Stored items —
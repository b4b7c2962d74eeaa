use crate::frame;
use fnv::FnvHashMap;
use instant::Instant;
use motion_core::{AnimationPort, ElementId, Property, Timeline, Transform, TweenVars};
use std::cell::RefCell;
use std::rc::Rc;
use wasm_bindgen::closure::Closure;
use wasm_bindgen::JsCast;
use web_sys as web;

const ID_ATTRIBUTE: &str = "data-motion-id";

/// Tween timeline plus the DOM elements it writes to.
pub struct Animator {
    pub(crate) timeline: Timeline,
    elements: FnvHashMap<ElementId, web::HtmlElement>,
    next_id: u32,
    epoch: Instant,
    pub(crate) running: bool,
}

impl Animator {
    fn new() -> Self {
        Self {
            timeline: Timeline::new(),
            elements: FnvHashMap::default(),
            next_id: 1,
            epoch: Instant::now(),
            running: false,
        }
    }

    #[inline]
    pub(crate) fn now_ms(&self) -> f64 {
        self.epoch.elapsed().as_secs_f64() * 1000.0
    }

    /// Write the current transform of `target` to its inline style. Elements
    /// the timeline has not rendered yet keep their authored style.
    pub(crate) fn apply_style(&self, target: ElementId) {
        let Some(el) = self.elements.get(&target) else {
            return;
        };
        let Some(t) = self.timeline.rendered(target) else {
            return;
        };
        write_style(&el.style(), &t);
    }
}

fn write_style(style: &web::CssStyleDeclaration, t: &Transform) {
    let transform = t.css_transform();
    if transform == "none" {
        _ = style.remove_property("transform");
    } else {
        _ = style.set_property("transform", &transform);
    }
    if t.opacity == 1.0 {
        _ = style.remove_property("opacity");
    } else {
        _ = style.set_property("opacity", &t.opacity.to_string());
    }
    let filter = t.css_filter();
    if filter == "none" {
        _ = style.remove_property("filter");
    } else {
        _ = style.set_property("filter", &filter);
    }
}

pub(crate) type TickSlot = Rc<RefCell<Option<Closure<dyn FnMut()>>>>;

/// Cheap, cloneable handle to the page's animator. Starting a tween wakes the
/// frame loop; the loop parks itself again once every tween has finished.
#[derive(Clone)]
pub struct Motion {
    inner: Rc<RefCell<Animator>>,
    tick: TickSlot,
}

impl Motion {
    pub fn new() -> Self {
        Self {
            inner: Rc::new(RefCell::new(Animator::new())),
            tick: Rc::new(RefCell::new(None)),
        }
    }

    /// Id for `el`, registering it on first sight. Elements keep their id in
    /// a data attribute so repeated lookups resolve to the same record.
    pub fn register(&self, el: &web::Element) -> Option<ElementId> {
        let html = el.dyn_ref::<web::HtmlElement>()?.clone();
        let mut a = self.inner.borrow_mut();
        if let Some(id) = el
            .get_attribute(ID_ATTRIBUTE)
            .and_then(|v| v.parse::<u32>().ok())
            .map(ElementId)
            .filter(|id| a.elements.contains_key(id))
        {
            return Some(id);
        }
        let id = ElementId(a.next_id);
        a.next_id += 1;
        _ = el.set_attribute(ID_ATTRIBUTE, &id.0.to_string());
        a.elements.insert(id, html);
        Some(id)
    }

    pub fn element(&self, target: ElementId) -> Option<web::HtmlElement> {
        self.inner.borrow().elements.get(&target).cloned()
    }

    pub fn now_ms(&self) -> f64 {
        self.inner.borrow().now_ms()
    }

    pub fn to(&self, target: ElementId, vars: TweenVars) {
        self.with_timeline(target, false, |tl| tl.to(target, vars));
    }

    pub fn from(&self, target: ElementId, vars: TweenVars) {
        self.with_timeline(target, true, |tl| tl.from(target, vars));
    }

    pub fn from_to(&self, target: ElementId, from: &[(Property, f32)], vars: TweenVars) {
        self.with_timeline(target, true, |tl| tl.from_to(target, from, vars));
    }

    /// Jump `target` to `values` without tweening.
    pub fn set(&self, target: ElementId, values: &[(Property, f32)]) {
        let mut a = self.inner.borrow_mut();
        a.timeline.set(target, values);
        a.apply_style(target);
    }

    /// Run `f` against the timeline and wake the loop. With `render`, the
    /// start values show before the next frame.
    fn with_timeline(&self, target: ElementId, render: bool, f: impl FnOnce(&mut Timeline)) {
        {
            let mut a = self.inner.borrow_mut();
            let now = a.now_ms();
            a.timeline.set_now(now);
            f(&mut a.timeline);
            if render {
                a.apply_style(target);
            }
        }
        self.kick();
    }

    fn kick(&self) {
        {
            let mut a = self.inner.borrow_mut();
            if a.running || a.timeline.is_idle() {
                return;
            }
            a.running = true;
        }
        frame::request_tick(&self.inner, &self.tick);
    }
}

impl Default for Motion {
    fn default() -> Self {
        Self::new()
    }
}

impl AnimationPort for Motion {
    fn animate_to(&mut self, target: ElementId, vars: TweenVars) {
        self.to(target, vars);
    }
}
--
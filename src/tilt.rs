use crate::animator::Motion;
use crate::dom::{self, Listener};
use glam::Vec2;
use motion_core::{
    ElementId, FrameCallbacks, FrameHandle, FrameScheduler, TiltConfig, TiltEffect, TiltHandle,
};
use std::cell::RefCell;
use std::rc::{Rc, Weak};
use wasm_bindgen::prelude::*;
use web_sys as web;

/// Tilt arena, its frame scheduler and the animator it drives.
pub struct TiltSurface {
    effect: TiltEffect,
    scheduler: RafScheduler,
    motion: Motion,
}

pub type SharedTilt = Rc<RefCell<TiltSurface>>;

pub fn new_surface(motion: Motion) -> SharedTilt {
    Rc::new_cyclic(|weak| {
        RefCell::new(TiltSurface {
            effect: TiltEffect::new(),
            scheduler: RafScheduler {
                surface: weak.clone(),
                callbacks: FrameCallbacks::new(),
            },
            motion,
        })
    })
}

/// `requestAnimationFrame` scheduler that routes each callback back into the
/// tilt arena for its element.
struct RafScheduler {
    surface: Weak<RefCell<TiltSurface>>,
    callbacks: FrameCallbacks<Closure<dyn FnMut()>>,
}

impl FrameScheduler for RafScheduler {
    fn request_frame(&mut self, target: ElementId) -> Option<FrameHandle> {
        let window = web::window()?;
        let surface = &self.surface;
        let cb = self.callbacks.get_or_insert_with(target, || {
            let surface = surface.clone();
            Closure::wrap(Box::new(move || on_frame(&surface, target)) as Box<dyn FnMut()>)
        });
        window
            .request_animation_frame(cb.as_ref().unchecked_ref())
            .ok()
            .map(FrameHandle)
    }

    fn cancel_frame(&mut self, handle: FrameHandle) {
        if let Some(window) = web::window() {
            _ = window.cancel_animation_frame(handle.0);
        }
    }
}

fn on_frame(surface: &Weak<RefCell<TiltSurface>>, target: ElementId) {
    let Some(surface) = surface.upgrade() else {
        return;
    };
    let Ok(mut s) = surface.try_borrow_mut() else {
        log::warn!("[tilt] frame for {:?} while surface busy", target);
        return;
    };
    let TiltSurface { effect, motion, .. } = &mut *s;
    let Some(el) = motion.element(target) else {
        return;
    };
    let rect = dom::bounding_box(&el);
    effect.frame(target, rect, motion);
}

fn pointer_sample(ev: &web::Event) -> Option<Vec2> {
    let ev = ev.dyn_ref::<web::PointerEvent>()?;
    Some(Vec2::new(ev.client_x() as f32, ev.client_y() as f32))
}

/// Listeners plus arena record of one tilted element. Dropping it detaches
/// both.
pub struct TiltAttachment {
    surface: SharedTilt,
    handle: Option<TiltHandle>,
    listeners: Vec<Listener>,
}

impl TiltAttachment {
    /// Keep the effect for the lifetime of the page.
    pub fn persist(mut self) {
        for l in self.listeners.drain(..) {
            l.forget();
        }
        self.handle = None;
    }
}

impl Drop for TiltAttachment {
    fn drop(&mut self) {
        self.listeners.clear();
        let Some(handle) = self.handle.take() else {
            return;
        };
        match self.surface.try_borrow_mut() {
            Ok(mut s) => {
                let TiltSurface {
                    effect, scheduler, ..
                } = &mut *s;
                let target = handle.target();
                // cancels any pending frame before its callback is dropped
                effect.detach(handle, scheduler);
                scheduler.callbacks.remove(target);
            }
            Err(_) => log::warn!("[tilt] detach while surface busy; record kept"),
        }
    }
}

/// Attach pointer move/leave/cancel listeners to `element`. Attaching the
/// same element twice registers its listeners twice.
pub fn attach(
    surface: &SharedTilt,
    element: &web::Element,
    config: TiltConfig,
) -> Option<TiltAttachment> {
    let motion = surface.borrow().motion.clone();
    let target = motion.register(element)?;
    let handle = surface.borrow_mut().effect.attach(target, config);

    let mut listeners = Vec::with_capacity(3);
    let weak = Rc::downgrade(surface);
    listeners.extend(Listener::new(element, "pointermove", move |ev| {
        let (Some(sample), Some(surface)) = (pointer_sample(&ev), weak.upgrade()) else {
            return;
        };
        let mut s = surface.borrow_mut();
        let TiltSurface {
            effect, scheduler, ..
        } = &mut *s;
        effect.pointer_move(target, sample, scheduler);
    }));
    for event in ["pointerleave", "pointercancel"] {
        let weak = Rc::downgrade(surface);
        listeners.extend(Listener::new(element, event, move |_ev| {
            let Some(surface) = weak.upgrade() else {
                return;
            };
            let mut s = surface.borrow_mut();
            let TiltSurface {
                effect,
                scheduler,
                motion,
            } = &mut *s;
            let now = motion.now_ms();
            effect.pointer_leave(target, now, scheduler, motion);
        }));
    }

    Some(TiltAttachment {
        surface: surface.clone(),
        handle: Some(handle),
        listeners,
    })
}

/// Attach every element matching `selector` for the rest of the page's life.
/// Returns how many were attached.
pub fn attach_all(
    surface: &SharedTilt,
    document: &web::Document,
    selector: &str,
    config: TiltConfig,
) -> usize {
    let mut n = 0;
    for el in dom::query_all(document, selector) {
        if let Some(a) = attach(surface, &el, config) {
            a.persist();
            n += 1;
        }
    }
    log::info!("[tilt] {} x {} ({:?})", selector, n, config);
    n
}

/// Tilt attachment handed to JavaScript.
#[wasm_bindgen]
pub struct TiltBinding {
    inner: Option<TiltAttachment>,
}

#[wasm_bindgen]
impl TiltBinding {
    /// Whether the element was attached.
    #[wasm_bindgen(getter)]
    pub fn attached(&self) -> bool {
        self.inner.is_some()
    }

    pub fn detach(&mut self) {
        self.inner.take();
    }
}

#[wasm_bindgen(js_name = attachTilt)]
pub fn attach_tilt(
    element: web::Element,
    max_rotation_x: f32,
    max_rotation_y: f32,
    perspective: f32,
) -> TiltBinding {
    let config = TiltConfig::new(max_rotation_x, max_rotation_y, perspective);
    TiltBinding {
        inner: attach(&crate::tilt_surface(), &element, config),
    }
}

Exercise aim —
An exact copy of the lines above, from the one containing "effect, motion, .." through the one containing "let ev = ev.dyn_ref::<web::PointerEvent>()?;", is the whole of the answer.

Response area —
    let TiltSurface { effect, motion, .. } = &mut *s;
    let Some(el) = motion.element(target) else {
        return;
    };
    let rect = dom::bounding_box(&el);
    effect.frame(target, rect, motion);
}

fn pointer_sample(ev: &web::Event) -> Option<Vec2> {
    let ev = ev.dyn_ref::<web::PointerEvent>()?;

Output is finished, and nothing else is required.